“No one can solve the pain that these two families are experiencing right now,” San Jose Mayor Sam Liccardo said.
“No family wants to experience this kind of loss, but it is so heartwarming to see so many families come out to support them emotionally and now financially to get back on their feet,” Liccardo said.
On August 15th, the Tran family of San Jose, CA, suffered a great personal loss. Two family members and a friend died in the fire that destroyed their home, per Mercury News.
It was one adult and two children who perished in the blaze.
The adult was an uncle, Tim Bui, 62. The two children were the Tran’s 10-year-old daughter Uyen Tran, and her close friend, Linda Van, also 10.
Residents of Golden Wheel Mobile Home Park said the two girls were inseparable. Until the remains of a second child were finally found, Van had been considered missing.
One resident claims to have heard a small explosion. The uncle then caught fire, and collapsed.

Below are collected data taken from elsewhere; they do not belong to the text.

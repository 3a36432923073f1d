//! Slots, segments, and effect parameter curves.

use serde::{Deserialize, Serialize};

use conform_timeline_model::time::Fraction;

use crate::mob::MobId;

/// Well-known parameter name for the speed offset map of a time warp.
pub const PARAM_SPEED_OFFSET_MAP: &str = "SpeedOffsetMap";

/// Well-known parameter name for a declared constant speed ratio.
pub const PARAM_SPEED_RATIO: &str = "SpeedRatio";

/// Media kind of a slot or segment.
#[derive(Debug, Clone, PartialEq, Eq, Hash, Serialize, Deserialize)]
#[serde(rename_all = "snake_case")]
pub enum MediaKind {
    Picture,
    Sound,
    /// Timecode, edgecode, descriptive data, and anything else carried
    /// through without interpretation.
    Other(String),
}

/// One track-like channel within a mob.
#[derive(Debug, Clone, PartialEq, Serialize, Deserialize)]
pub struct Slot {
    /// Slot identifier, unique within the owning mob.
    pub id: u32,

    pub name: Option<String>,

    pub media_kind: MediaKind,

    /// Frames-per-second denominator for all integer lengths below.
    pub edit_rate: Fraction,

    /// Physical channel number; 1 marks the primary timecode channel.
    pub physical_track: Option<u32>,

    pub segment: Segment,

    pub markers: Vec<SlotMarker>,
}

impl Slot {
    /// The slot's components: sequence children, or the segment itself.
    pub fn components(&self) -> &[Segment] {
        match &self.segment {
            Segment::Sequence { children } => children,
            other => std::slice::from_ref(other),
        }
    }

    /// First component of the given shape, looking through a sequence.
    pub fn find_component<'a>(
        &'a self,
        mut predicate: impl FnMut(&Segment) -> bool,
    ) -> Option<&'a Segment> {
        self.components().iter().find(|s| predicate(s))
    }
}

/// One unit of timeline content within a slot.
///
/// Every transcription step matches this exhaustively; adding a variant is
/// a compile error everywhere a kind decision is made.
#[derive(Debug, Clone, PartialEq, Serialize, Deserialize)]
#[serde(tag = "type", rename_all = "snake_case")]
pub enum Segment {
    /// Ordered list of sub-segments.
    Sequence { children: Vec<Segment> },

    /// Reference into another mob's slot, trimmed to `[start, start+length)`.
    SourceClip {
        mob: MobId,
        slot: u32,
        start: i64,
        length: i64,
    },

    /// Empty space.
    Filler { length: i64 },

    /// Overlap between the two neighboring segments in a sequence.
    /// `cut_point` splits the overlap into the part before and after the
    /// editorial cut.
    Transition { length: i64, cut_point: i64 },

    /// An effect wrapping one or more input segments.
    OperationGroup {
        operation: Operation,
        length: i64,
        inputs: Vec<Segment>,
        parameters: Vec<Parameter>,
    },

    /// An editorial choice between alternatives.
    Selector {
        selected: Box<Segment>,
        alternates: Vec<Segment>,
        length: i64,
    },

    /// A timecode channel value.
    Timecode { start: i64, length: i64 },
}

impl Segment {
    /// Declared length in edit-rate units.
    ///
    /// A sequence's length is the sum of its non-transition children: a
    /// transition describes the overlap carved out of its neighbors, not
    /// time of its own.
    pub fn length(&self) -> i64 {
        match self {
            Segment::Sequence { children } => children
                .iter()
                .map(|child| match child {
                    Segment::Transition { .. } => 0,
                    other => other.length(),
                })
                .sum(),
            Segment::SourceClip { length, .. }
            | Segment::Filler { length }
            | Segment::Transition { length, .. }
            | Segment::OperationGroup { length, .. }
            | Segment::Selector { length, .. }
            | Segment::Timecode { length, .. } => *length,
        }
    }

    /// Variant name for diagnostics.
    pub fn kind_name(&self) -> &'static str {
        match self {
            Segment::Sequence { .. } => "Sequence",
            Segment::SourceClip { .. } => "SourceClip",
            Segment::Filler { .. } => "Filler",
            Segment::Transition { .. } => "Transition",
            Segment::OperationGroup { .. } => "OperationGroup",
            Segment::Selector { .. } => "Selector",
            Segment::Timecode { .. } => "Timecode",
        }
    }
}

/// Effect identity attached to an operation group.
#[derive(Debug, Clone, PartialEq, Eq, Serialize, Deserialize)]
pub struct Operation {
    pub name: String,

    /// True for speed/time-warp effects.
    pub is_time_warp: bool,
}

/// A named effect parameter.
#[derive(Debug, Clone, PartialEq, Serialize, Deserialize)]
pub struct Parameter {
    pub name: String,
    pub value: ParameterValue,
}

/// Static or keyframed parameter value.
#[derive(Debug, Clone, PartialEq, Serialize, Deserialize)]
#[serde(tag = "kind", rename_all = "snake_case")]
pub enum ParameterValue {
    Constant { value: Fraction },
    Varying {
        interpolation: Interpolation,
        points: Vec<ControlPoint>,
    },
}

impl ParameterValue {
    pub fn as_constant(&self) -> Option<Fraction> {
        match self {
            ParameterValue::Constant { value } => Some(*value),
            ParameterValue::Varying { .. } => None,
        }
    }

    pub fn points(&self) -> &[ControlPoint] {
        match self {
            ParameterValue::Constant { .. } => &[],
            ParameterValue::Varying { points, .. } => points,
        }
    }

    /// Sample the curve at `time`. Only constant and linear interpolation
    /// are sampleable; higher-order curves return `None`, as do queries
    /// outside the control-point span.
    pub fn value_at(&self, time: Fraction) -> Option<Fraction> {
        match self {
            ParameterValue::Constant { value } => Some(*value),
            ParameterValue::Varying {
                interpolation,
                points,
            } => {
                if points.is_empty() {
                    return None;
                }
                match interpolation {
                    Interpolation::Constant => {
                        // step function: last point at or before `time`
                        let mut current = None;
                        for p in points {
                            if p.time <= time {
                                current = Some(p.value);
                            }
                        }
                        current.or(Some(points[0].value))
                    }
                    Interpolation::Linear => {
                        if time < points[0].time || time > points[points.len() - 1].time {
                            return None;
                        }
                        for pair in points.windows(2) {
                            let (a, b) = (&pair[0], &pair[1]);
                            if time >= a.time && time <= b.time {
                                let span = b.time.checked_sub(a.time)?;
                                if span.is_zero() {
                                    return Some(a.value);
                                }
                                let t = time.checked_sub(a.time)?.checked_div(span)?;
                                let delta = b.value.checked_sub(a.value)?;
                                return a.value.checked_add(delta.checked_mul(t)?);
                            }
                        }
                        Some(points[points.len() - 1].value)
                    }
                    Interpolation::Bezier | Interpolation::Cubic => None,
                }
            }
        }
    }
}

/// One keyframe on a varying parameter.
#[derive(Debug, Clone, Copy, PartialEq, Serialize, Deserialize)]
pub struct ControlPoint {
    pub time: Fraction,
    pub value: Fraction,
}

/// Interpolation shape between control points.
#[derive(Debug, Clone, Copy, PartialEq, Eq, Hash, Serialize, Deserialize)]
#[serde(rename_all = "snake_case")]
pub enum Interpolation {
    Constant,
    Linear,
    Bezier,
    Cubic,
}

/// A marker declared on a slot.
///
/// Markers may describe content on a different slot than the one they are
/// declared on; `attached_slot`/`attached_track` carry that association.
#[derive(Debug, Clone, PartialEq, Serialize, Deserialize)]
pub struct SlotMarker {
    /// Position in the slot's edit-rate units.
    pub position: i64,

    /// Marked length; zero-length markers span one unit.
    pub length: i64,

    pub comment: String,

    /// Color by name, when the authoring tool recorded one.
    pub color_name: Option<String>,

    /// 16-bit RGB color, when recorded numerically.
    pub color_rgb: Option<(u16, u16, u16)>,

    /// Slot id of the content this marker describes.
    pub attached_slot: Option<u32>,

    /// Physical track number of the content this marker describes.
    pub attached_track: Option<u32>,
}
//! Exact rational time arithmetic.
//!
//! All timing in the model is expressed as integer counts at a rational
//! rate. Arithmetic uses 128-bit intermediates and keeps fractions in
//! reduced canonical form, so integer frame boundaries survive every
//! conversion without floating-point rounding. Lossy conversion to `f64`
//! exists only for display.

use serde::{Deserialize, Serialize};

/// Errors from time construction and conversion.
#[derive(Debug, Clone, PartialEq, Eq, thiserror::Error)]
pub enum TimeError {
    #[error("fraction denominator must be non-zero")]
    ZeroDenominator,

    #[error("rate must be positive, got {num}/{den}")]
    NonPositiveRate { num: i64, den: i64 },

    #[error("cannot convert {value} at rate {from} to rate {to} without loss")]
    LossyRescale {
        value: i64,
        from: Fraction,
        to: Fraction,
    },
}

/// An exact rational number in reduced canonical form.
///
/// The denominator is always positive and the pair is always reduced, so
/// derived equality and hashing are structural.
#[derive(Debug, Clone, Copy, PartialEq, Eq, Hash, Serialize, Deserialize)]
#[serde(try_from = "(i64, i64)", into = "(i64, i64)")]
pub struct Fraction {
    num: i64,
    den: i64,
}

impl Fraction {
    pub const ZERO: Fraction = Fraction { num: 0, den: 1 };
    pub const ONE: Fraction = Fraction { num: 1, den: 1 };

    /// Construct a reduced fraction. Fails on a zero denominator.
    pub fn new(num: i64, den: i64) -> Result<Self, TimeError> {
        if den == 0 {
            return Err(TimeError::ZeroDenominator);
        }
        Ok(Self::reduce(num as i128, den as i128))
    }

    pub const fn from_int(value: i64) -> Self {
        Self { num: value, den: 1 }
    }

    pub fn num(&self) -> i64 {
        self.num
    }

    pub fn den(&self) -> i64 {
        self.den
    }

    pub fn is_zero(&self) -> bool {
        self.num == 0
    }

    pub fn is_positive(&self) -> bool {
        self.num > 0
    }

    /// True when this fraction is a whole number.
    pub fn is_integral(&self) -> bool {
        self.den == 1
    }

    pub fn to_f64(&self) -> f64 {
        self.num as f64 / self.den as f64
    }

    /// Reduce a 128-bit ratio into canonical i64 form.
    ///
    /// Reduced editorial quantities always fit i64; the conversion is
    /// checked so a pathological input fails loudly instead of wrapping.
    fn reduce(num: i128, den: i128) -> Self {
        debug_assert!(den != 0);
        let sign = if den < 0 { -1 } else { 1 };
        let g = gcd(num.unsigned_abs(), den.unsigned_abs());
        let g = if g == 0 { 1 } else { g as i128 };
        let num = sign * num / g;
        let den = (den / g).abs();
        Self {
            num: i64::try_from(num).expect("reduced fraction exceeds i64"),
            den: i64::try_from(den).expect("reduced fraction exceeds i64"),
        }
    }

    pub fn checked_add(&self, other: Fraction) -> Option<Fraction> {
        let lhs = (self.num as i128).checked_mul(other.den as i128)?;
        let rhs = (other.num as i128).checked_mul(self.den as i128)?;
        let num = lhs.checked_add(rhs)?;
        let den = (self.den as i128).checked_mul(other.den as i128)?;
        Some(Self::reduce(num, den))
    }

    pub fn checked_sub(&self, other: Fraction) -> Option<Fraction> {
        self.checked_add(Fraction {
            num: -other.num,
            den: other.den,
        })
    }

    pub fn checked_mul(&self, other: Fraction) -> Option<Fraction> {
        let num = (self.num as i128).checked_mul(other.num as i128)?;
        let den = (self.den as i128).checked_mul(other.den as i128)?;
        Some(Self::reduce(num, den))
    }

    /// Division; `None` when `other` is zero or on overflow.
    pub fn checked_div(&self, other: Fraction) -> Option<Fraction> {
        if other.num == 0 {
            return None;
        }
        let num = (self.num as i128).checked_mul(other.den as i128)?;
        let den = (self.den as i128).checked_mul(other.num as i128)?;
        Some(Self::reduce(num, den))
    }

    pub fn recip(&self) -> Option<Fraction> {
        Fraction::ONE.checked_div(*self)
    }
}

impl std::ops::Add for Fraction {
    type Output = Fraction;
    fn add(self, rhs: Fraction) -> Fraction {
        self.checked_add(rhs).expect("fraction addition overflow")
    }
}

impl std::ops::Sub for Fraction {
    type Output = Fraction;
    fn sub(self, rhs: Fraction) -> Fraction {
        self.checked_sub(rhs)
            .expect("fraction subtraction overflow")
    }
}

impl std::ops::Mul for Fraction {
    type Output = Fraction;
    fn mul(self, rhs: Fraction) -> Fraction {
        self.checked_mul(rhs)
            .expect("fraction multiplication overflow")
    }
}

impl PartialOrd for Fraction {
    fn partial_cmp(&self, other: &Self) -> Option<std::cmp::Ordering> {
        Some(self.cmp(other))
    }
}

impl Ord for Fraction {
    fn cmp(&self, other: &Self) -> std::cmp::Ordering {
        let lhs = self.num as i128 * other.den as i128;
        let rhs = other.num as i128 * self.den as i128;
        lhs.cmp(&rhs)
    }
}

impl TryFrom<(i64, i64)> for Fraction {
    type Error = TimeError;

    fn try_from(pair: (i64, i64)) -> Result<Self, Self::Error> {
        Fraction::new(pair.0, pair.1)
    }
}

impl From<Fraction> for (i64, i64) {
    fn from(f: Fraction) -> (i64, i64) {
        (f.num, f.den)
    }
}

impl std::fmt::Display for Fraction {
    fn fmt(&self, f: &mut std::fmt::Formatter<'_>) -> std::fmt::Result {
        if self.den == 1 {
            write!(f, "{}", self.num)
        } else {
            write!(f, "{}/{}", self.num, self.den)
        }
    }
}

fn gcd(mut a: u128, mut b: u128) -> u128 {
    while b != 0 {
        let t = b;
        b = a % b;
        a = t;
    }
    a
}

/// An integer count of units at a rational rate (units per second).
///
/// `value = 48` at `rate = 24` is two seconds. Instances at different
/// rates compare by their exact position in seconds.
#[derive(Debug, Clone, Copy, Serialize, Deserialize)]
pub struct RationalTime {
    pub value: i64,
    pub rate: Fraction,
}

impl RationalTime {
    pub fn new(value: i64, rate: Fraction) -> Self {
        Self { value, rate }
    }

    pub fn zero(rate: Fraction) -> Self {
        Self { value: 0, rate }
    }

    /// Exact position in seconds.
    pub fn seconds(&self) -> Fraction {
        Fraction::reduce(
            self.value as i128 * self.rate.den as i128,
            self.rate.num as i128,
        )
    }

    /// Lossy conversion for display only.
    pub fn to_seconds(&self) -> f64 {
        self.seconds().to_f64()
    }

    /// Exact rescale to another rate; fails when the value does not land
    /// on an integer boundary at the target rate.
    pub fn rescaled_to(&self, rate: Fraction) -> Result<RationalTime, TimeError> {
        if rate == self.rate {
            return Ok(*self);
        }
        let num = self.value as i128 * self.rate.den as i128 * rate.num as i128;
        let den = self.rate.num as i128 * rate.den as i128;
        if num % den != 0 {
            return Err(TimeError::LossyRescale {
                value: self.value,
                from: self.rate,
                to: rate,
            });
        }
        let value = i64::try_from(num / den).expect("rescaled value exceeds i64");
        Ok(RationalTime { value, rate })
    }

    /// Rescale, rounding toward negative infinity when the boundary does
    /// not align. Callers are expected to record a diagnostic on loss.
    pub fn rescaled_to_floor(&self, rate: Fraction) -> RationalTime {
        match self.rescaled_to(rate) {
            Ok(t) => t,
            Err(_) => {
                let num = self.value as i128 * self.rate.den as i128 * rate.num as i128;
                let den = self.rate.num as i128 * rate.den as i128;
                let value = i64::try_from(num.div_euclid(den)).expect("rescaled value exceeds i64");
                RationalTime { value, rate }
            }
        }
    }

    /// Addition; rescales `other` exactly onto this rate first.
    pub fn checked_add(&self, other: RationalTime) -> Result<RationalTime, TimeError> {
        let other = other.rescaled_to(self.rate)?;
        Ok(RationalTime {
            value: self.value + other.value,
            rate: self.rate,
        })
    }

    pub fn checked_sub(&self, other: RationalTime) -> Result<RationalTime, TimeError> {
        let other = other.rescaled_to(self.rate)?;
        Ok(RationalTime {
            value: self.value - other.value,
            rate: self.rate,
        })
    }
}

impl PartialEq for RationalTime {
    fn eq(&self, other: &Self) -> bool {
        self.seconds() == other.seconds()
    }
}

impl Eq for RationalTime {}

impl PartialOrd for RationalTime {
    fn partial_cmp(&self, other: &Self) -> Option<std::cmp::Ordering> {
        Some(self.cmp(other))
    }
}

impl Ord for RationalTime {
    fn cmp(&self, other: &Self) -> std::cmp::Ordering {
        self.seconds().cmp(&other.seconds())
    }
}

/// A half-open range: `[start, start + duration)`, both at the same rate.
#[derive(Debug, Clone, Copy, PartialEq, Serialize, Deserialize)]
pub struct TimeRange {
    pub start: RationalTime,
    pub duration: RationalTime,
}

impl TimeRange {
    pub fn new(start: RationalTime, duration: RationalTime) -> Self {
        Self { start, duration }
    }

    /// Range starting at zero.
    pub fn from_duration(duration: RationalTime) -> Self {
        Self {
            start: RationalTime::zero(duration.rate),
            duration,
        }
    }

    pub fn from_frames(start: i64, duration: i64, rate: Fraction) -> Self {
        Self {
            start: RationalTime::new(start, rate),
            duration: RationalTime::new(duration, rate),
        }
    }

    pub fn end_exclusive(&self) -> RationalTime {
        RationalTime {
            value: self.start.value + self.duration.rescaled_to_floor(self.start.rate).value,
            rate: self.start.rate,
        }
    }

    pub fn contains(&self, time: RationalTime) -> bool {
        time >= self.start && time < self.end_exclusive()
    }

    /// Interval intersection at this range's rate. `None` when disjoint.
    pub fn intersect(&self, other: &TimeRange) -> Option<TimeRange> {
        let rate = self.start.rate;
        let other_start = other.start.rescaled_to_floor(rate);
        let other_end = other.end_exclusive().rescaled_to_floor(rate);
        let start = self.start.max(other_start);
        let end = self.end_exclusive().min(other_end);
        if end <= start {
            return None;
        }
        Some(TimeRange {
            start,
            duration: RationalTime::new(end.value - start.value, rate),
        })
    }
}

#[cfg(test)]
mod tests {
    use super::*;

    fn fr(num: i64, den: i64) -> Fraction {
        Fraction::new(num, den).unwrap()
    }

    #[test]
    fn test_fraction_reduces_to_canonical_form() {
        assert_eq!(fr(48, 2), fr(24, 1));
        assert_eq!(fr(-10, -4), fr(5, 2));
        assert_eq!(fr(3, -6), fr(-1, 2));
        assert_eq!(fr(0, 7), Fraction::ZERO);
    }

    #[test]
    fn test_fraction_zero_denominator_rejected() {
        assert_eq!(Fraction::new(1, 0), Err(TimeError::ZeroDenominator));
    }

    #[test]
    fn test_fraction_arithmetic_is_exact() {
        let ntsc = fr(30000, 1001);
        let double = ntsc * fr(2, 1);
        assert_eq!(double, fr(60000, 1001));
        assert_eq!(double.checked_div(ntsc).unwrap(), fr(2, 1));
        assert_eq!(fr(1, 3) + fr(1, 6), fr(1, 2));
    }

    #[test]
    fn test_fraction_ordering() {
        assert!(fr(30000, 1001) < fr(30, 1));
        assert!(fr(24, 1) < fr(25, 1));
        assert!(fr(-1, 2) < Fraction::ZERO);
    }

    #[test]
    fn test_fraction_serde_roundtrip() {
        let f = fr(24000, 1001);
        let json = serde_json::to_string(&f).unwrap();
        let parsed: Fraction = serde_json::from_str(&json).unwrap();
        assert_eq!(parsed, f);
    }

    #[test]
    fn test_fraction_serde_normalizes() {
        let parsed: Fraction = serde_json::from_str("[48,2]").unwrap();
        assert_eq!(parsed, fr(24, 1));
    }

    #[test]
    fn test_rational_time_seconds() {
        let t = RationalTime::new(48, fr(24, 1));
        assert_eq!(t.seconds(), fr(2, 1));

        let ntsc = RationalTime::new(30000, fr(30000, 1001));
        assert_eq!(ntsc.seconds(), fr(1001, 1));
    }

    #[test]
    fn test_rescale_exact_and_lossy() {
        let t = RationalTime::new(24, fr(24, 1));
        let at48 = t.rescaled_to(fr(48, 1)).unwrap();
        assert_eq!(at48.value, 48);

        // One frame at 24 does not land on a 25 boundary.
        let frame = RationalTime::new(1, fr(24, 1));
        assert!(frame.rescaled_to(fr(25, 1)).is_err());
        assert_eq!(frame.rescaled_to_floor(fr(25, 1)).value, 1);
    }

    #[test]
    fn test_cross_rate_equality() {
        let a = RationalTime::new(24, fr(24, 1));
        let b = RationalTime::new(48, fr(48, 1));
        assert_eq!(a, b);
    }

    #[test]
    fn test_range_intersection() {
        let rate = fr(24, 1);
        let a = TimeRange::from_frames(0, 100, rate);
        let b = TimeRange::from_frames(50, 100, rate);
        let i = a.intersect(&b).unwrap();
        assert_eq!(i.start.value, 50);
        assert_eq!(i.duration.value, 50);

        let c = TimeRange::from_frames(200, 10, rate);
        assert!(a.intersect(&c).is_none());
    }

    #[test]
    fn test_range_contains() {
        let r = TimeRange::from_frames(10, 5, fr(24, 1));
        assert!(!r.contains(RationalTime::new(9, fr(24, 1))));
        assert!(r.contains(RationalTime::new(10, fr(24, 1))));
        assert!(r.contains(RationalTime::new(14, fr(24, 1))));
        assert!(!r.contains(RationalTime::new(15, fr(24, 1))));
    }
}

The cause of the fire is still under investigation by the Bureau of Alcohol, Tobacco, Firearms and Explosions.
An Outpouring of Community Support, and a New Manufactured Home
Todd and Cindy Su are the owners of Advantage Homes, the largest manufactured home retailer in the Bay Area, per KTVU.
Su has been spotlighted by MHLivingNews on more than one occasion, a recent example, linked here.
When they found out about the tragedy, the Tran family was going through wanted to do that could help.
“We found out there was no insurance on the home,” Todd Su said. “Currently they have nowhere to live. I asked them what they were going to do and they said they were going to be homeless.”
The Su’s have donated a brand new manufactured home to the family. The three-bedroom, two-bathroom home is valued at $200,000, and will have a cement base and fire retardant siding.
“It never can replace the deep loss of an uncle and two beautiful angels in the community,” said San Jose City Councilman Tam Nguyen. “However, I think with that it shows how much it shows we love them.”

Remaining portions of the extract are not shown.